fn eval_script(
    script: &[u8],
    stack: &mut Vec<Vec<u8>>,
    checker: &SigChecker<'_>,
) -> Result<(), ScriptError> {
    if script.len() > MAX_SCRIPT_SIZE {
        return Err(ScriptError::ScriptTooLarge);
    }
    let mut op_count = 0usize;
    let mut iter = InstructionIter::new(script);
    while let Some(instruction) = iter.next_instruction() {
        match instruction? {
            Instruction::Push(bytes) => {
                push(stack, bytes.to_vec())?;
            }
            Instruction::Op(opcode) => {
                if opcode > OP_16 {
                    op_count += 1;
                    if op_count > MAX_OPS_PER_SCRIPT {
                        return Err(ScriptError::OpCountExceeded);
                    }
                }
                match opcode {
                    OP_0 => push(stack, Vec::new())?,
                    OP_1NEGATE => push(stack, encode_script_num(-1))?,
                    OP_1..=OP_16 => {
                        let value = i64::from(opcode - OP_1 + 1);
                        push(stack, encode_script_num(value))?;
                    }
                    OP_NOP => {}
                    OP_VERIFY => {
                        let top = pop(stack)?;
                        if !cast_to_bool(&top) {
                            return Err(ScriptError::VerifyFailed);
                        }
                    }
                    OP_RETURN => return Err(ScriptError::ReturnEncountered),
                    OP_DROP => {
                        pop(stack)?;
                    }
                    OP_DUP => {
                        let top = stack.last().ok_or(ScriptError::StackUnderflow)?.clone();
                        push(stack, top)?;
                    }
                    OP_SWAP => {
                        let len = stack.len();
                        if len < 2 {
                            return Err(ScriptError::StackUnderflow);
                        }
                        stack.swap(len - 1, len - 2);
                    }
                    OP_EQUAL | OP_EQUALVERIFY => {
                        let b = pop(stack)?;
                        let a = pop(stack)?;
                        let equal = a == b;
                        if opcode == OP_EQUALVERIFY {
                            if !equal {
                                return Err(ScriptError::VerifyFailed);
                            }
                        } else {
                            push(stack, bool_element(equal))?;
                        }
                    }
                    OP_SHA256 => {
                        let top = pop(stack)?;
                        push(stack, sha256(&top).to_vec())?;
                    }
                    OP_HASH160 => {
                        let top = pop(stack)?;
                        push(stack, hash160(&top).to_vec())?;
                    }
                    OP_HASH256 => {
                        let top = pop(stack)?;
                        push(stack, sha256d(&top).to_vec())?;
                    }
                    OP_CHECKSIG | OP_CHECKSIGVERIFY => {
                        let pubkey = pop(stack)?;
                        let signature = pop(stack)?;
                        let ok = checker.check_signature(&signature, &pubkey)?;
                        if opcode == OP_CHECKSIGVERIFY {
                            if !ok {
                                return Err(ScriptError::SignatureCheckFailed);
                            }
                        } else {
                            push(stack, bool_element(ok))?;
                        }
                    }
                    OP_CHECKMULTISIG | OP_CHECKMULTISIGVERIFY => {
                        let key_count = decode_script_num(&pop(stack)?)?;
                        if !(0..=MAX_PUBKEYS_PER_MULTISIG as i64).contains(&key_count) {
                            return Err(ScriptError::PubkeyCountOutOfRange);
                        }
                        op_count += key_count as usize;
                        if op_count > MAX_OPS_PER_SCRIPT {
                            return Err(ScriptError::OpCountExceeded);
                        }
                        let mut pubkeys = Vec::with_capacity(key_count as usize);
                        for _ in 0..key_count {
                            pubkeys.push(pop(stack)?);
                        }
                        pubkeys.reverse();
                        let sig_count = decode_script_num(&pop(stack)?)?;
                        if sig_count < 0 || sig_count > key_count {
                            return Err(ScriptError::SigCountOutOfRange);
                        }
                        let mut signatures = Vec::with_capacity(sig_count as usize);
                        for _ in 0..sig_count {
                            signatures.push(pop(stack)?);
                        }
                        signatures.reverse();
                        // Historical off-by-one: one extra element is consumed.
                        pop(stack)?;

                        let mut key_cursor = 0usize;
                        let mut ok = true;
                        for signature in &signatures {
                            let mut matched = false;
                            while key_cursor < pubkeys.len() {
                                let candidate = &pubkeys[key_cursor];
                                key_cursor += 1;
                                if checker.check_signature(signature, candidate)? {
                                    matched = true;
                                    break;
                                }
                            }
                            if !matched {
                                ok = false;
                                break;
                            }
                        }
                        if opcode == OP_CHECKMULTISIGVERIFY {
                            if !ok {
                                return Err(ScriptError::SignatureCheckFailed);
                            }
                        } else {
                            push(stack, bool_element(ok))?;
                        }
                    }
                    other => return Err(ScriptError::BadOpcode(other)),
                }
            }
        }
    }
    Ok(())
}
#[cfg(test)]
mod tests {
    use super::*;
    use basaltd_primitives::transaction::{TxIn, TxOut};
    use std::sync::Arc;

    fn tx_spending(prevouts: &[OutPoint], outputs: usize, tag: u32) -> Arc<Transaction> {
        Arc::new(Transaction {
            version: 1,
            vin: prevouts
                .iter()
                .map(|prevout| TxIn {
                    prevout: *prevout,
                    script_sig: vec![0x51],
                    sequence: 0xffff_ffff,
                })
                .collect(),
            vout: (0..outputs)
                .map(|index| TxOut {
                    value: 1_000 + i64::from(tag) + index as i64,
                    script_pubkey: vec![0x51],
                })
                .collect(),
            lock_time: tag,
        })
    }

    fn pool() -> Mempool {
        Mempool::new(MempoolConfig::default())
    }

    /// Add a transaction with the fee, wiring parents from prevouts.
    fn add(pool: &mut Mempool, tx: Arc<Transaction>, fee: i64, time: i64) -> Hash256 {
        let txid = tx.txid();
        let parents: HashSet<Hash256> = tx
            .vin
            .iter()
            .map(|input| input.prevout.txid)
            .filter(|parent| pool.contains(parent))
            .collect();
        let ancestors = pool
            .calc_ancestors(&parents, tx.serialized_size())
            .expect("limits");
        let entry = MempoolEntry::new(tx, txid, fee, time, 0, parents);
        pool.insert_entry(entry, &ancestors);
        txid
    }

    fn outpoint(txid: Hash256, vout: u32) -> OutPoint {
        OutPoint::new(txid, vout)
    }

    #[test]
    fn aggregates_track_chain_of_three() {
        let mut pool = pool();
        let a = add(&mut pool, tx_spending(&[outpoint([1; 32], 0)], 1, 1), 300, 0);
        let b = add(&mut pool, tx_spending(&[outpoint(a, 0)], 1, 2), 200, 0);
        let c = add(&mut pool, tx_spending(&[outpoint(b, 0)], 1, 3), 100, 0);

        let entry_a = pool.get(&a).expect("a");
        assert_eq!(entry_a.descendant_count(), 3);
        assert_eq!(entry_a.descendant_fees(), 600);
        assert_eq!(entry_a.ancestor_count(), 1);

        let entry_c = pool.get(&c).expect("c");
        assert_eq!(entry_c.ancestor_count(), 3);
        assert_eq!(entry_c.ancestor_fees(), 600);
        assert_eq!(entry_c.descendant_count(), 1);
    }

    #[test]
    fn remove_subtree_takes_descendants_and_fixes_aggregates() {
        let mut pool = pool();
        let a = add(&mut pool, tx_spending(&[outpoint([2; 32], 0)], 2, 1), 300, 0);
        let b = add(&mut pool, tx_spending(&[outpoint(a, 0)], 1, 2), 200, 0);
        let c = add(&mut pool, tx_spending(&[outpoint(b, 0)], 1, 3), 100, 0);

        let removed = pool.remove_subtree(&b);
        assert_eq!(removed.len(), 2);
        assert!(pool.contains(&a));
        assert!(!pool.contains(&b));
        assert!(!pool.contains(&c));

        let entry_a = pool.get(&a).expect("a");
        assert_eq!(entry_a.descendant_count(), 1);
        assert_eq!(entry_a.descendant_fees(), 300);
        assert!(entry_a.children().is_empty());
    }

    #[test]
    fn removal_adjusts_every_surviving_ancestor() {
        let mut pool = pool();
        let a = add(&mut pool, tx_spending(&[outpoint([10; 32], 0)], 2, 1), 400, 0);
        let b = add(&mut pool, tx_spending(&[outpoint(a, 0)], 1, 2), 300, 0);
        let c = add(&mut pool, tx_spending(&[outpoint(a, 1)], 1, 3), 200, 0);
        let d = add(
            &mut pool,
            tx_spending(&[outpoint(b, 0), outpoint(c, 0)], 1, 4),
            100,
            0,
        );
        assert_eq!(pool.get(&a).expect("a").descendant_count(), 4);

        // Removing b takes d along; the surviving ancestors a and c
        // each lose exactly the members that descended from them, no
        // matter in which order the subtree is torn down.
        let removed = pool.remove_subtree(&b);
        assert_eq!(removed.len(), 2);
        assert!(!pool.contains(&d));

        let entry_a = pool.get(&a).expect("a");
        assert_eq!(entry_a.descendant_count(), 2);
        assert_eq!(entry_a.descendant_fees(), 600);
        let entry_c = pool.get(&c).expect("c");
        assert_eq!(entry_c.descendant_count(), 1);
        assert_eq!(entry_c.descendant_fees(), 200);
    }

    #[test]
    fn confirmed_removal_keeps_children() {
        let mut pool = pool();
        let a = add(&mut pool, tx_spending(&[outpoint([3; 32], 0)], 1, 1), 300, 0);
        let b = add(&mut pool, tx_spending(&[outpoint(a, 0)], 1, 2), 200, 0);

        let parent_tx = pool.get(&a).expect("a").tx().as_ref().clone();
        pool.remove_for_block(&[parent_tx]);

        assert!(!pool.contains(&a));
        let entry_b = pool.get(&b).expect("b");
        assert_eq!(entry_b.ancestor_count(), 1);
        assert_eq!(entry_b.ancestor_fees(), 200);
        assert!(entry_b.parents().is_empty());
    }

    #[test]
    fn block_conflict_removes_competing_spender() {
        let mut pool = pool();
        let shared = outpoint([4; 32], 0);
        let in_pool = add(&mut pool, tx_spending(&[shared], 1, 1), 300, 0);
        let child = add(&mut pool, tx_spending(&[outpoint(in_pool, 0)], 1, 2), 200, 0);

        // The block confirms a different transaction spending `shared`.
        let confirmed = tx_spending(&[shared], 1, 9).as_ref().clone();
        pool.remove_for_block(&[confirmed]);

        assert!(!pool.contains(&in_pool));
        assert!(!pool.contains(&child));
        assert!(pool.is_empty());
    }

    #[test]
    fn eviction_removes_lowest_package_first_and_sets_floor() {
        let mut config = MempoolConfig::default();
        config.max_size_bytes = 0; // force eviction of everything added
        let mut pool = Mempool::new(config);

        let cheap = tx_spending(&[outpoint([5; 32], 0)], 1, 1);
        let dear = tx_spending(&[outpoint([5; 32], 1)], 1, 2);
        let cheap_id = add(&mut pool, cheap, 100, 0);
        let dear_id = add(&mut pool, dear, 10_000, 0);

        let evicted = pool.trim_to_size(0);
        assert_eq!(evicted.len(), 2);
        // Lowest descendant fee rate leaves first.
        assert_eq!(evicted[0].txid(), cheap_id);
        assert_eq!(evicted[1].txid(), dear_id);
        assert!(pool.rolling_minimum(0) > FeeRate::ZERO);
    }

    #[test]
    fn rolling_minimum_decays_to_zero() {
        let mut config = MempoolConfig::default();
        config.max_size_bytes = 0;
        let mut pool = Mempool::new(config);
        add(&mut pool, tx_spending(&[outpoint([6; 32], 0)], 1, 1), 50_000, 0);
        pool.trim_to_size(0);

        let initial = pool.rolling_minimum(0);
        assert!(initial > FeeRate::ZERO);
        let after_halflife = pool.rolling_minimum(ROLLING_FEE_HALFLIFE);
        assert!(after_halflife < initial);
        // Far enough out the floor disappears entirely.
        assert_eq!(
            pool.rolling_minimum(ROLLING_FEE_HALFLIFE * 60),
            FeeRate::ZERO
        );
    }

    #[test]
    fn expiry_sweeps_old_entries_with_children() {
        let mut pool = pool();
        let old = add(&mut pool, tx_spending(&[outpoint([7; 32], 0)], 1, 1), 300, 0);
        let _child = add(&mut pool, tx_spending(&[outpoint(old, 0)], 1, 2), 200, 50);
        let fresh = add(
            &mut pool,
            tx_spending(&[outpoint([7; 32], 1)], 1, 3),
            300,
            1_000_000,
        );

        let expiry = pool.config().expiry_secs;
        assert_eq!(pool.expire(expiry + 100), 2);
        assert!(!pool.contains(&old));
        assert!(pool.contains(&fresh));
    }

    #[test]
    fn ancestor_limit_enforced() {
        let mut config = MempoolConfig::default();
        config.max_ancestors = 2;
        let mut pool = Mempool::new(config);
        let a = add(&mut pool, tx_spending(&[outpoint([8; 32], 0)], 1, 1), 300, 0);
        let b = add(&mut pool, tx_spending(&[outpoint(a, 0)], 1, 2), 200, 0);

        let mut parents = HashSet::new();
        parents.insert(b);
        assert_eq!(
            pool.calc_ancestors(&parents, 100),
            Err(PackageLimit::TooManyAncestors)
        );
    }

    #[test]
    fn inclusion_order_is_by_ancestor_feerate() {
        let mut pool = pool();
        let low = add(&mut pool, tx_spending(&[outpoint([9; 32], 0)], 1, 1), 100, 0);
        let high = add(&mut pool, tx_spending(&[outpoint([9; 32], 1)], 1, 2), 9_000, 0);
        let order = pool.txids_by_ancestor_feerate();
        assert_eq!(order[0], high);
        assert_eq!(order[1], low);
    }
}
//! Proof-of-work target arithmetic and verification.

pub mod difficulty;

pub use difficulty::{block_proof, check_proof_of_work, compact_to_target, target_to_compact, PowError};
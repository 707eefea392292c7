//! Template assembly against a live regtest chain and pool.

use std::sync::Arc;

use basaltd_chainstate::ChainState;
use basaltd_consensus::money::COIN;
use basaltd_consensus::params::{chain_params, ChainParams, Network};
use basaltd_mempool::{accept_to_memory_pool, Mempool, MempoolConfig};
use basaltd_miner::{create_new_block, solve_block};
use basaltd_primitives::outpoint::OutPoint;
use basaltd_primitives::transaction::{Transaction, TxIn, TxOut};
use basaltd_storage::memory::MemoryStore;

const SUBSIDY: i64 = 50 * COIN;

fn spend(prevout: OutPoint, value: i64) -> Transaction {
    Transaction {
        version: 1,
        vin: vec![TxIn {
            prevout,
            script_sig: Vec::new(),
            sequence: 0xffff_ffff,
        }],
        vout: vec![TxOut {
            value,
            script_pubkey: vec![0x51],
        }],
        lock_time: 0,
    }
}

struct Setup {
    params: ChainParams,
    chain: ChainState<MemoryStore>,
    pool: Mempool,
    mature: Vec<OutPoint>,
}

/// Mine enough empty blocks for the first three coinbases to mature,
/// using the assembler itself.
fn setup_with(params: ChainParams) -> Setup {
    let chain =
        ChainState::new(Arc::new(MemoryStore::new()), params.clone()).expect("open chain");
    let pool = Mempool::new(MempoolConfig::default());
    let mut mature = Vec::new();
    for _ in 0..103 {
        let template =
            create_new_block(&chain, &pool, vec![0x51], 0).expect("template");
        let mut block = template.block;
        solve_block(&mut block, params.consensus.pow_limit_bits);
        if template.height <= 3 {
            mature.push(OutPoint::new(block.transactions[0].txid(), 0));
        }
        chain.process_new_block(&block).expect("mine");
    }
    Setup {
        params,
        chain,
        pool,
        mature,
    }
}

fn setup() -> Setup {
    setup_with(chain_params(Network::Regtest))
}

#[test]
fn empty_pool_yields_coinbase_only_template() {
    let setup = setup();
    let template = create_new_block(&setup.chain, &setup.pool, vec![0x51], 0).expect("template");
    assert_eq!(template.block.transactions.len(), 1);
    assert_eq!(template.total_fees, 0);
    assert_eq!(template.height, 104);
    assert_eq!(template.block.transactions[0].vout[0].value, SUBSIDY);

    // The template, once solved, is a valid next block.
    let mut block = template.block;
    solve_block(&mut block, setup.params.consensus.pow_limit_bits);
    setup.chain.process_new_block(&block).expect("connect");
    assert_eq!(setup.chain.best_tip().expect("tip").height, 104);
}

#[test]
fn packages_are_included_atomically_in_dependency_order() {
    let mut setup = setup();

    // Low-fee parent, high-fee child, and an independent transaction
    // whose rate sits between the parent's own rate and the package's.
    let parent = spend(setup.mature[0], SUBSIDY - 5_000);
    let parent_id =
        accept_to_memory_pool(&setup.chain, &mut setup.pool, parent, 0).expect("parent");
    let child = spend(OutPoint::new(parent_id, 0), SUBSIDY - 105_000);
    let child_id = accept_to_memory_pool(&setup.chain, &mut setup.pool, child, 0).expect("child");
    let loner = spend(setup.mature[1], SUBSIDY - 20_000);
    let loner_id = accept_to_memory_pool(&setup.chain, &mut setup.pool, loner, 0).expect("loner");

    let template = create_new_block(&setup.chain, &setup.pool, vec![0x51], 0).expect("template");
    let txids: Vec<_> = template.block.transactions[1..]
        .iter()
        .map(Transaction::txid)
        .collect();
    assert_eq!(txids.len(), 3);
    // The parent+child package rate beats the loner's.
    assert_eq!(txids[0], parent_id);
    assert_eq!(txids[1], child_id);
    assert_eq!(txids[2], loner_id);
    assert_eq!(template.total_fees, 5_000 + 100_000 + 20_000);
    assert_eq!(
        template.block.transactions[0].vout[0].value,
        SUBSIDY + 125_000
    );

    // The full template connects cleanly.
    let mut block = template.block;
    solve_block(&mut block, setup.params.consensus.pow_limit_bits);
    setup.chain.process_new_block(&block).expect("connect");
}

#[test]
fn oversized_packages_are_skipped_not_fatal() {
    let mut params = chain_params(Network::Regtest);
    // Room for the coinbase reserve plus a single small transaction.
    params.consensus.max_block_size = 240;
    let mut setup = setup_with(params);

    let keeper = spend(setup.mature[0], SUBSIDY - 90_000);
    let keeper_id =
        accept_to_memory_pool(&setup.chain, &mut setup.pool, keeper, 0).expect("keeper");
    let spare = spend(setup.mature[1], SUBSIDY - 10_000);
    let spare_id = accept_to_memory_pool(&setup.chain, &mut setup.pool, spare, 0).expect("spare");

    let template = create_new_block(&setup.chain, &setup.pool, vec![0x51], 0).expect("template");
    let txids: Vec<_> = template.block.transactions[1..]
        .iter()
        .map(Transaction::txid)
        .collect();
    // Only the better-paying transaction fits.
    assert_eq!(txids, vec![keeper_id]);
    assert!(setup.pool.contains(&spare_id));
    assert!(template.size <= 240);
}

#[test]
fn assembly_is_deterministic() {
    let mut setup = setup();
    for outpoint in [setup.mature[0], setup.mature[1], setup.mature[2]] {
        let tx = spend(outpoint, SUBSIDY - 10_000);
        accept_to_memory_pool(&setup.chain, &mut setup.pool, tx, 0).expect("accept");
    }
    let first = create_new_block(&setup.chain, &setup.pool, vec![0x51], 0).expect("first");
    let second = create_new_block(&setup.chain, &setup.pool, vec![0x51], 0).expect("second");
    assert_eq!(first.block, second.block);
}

________

WORK TASK
Copy out each line of the data that holds the string "high".

RESPONSE TO THE TASK
        let high = add(&mut pool, tx_spending(&[outpoint([9; 32], 1)], 1, 2), 9_000, 0);
        assert_eq!(order[0], high);
    // Low-fee parent, high-fee child, and an independent transaction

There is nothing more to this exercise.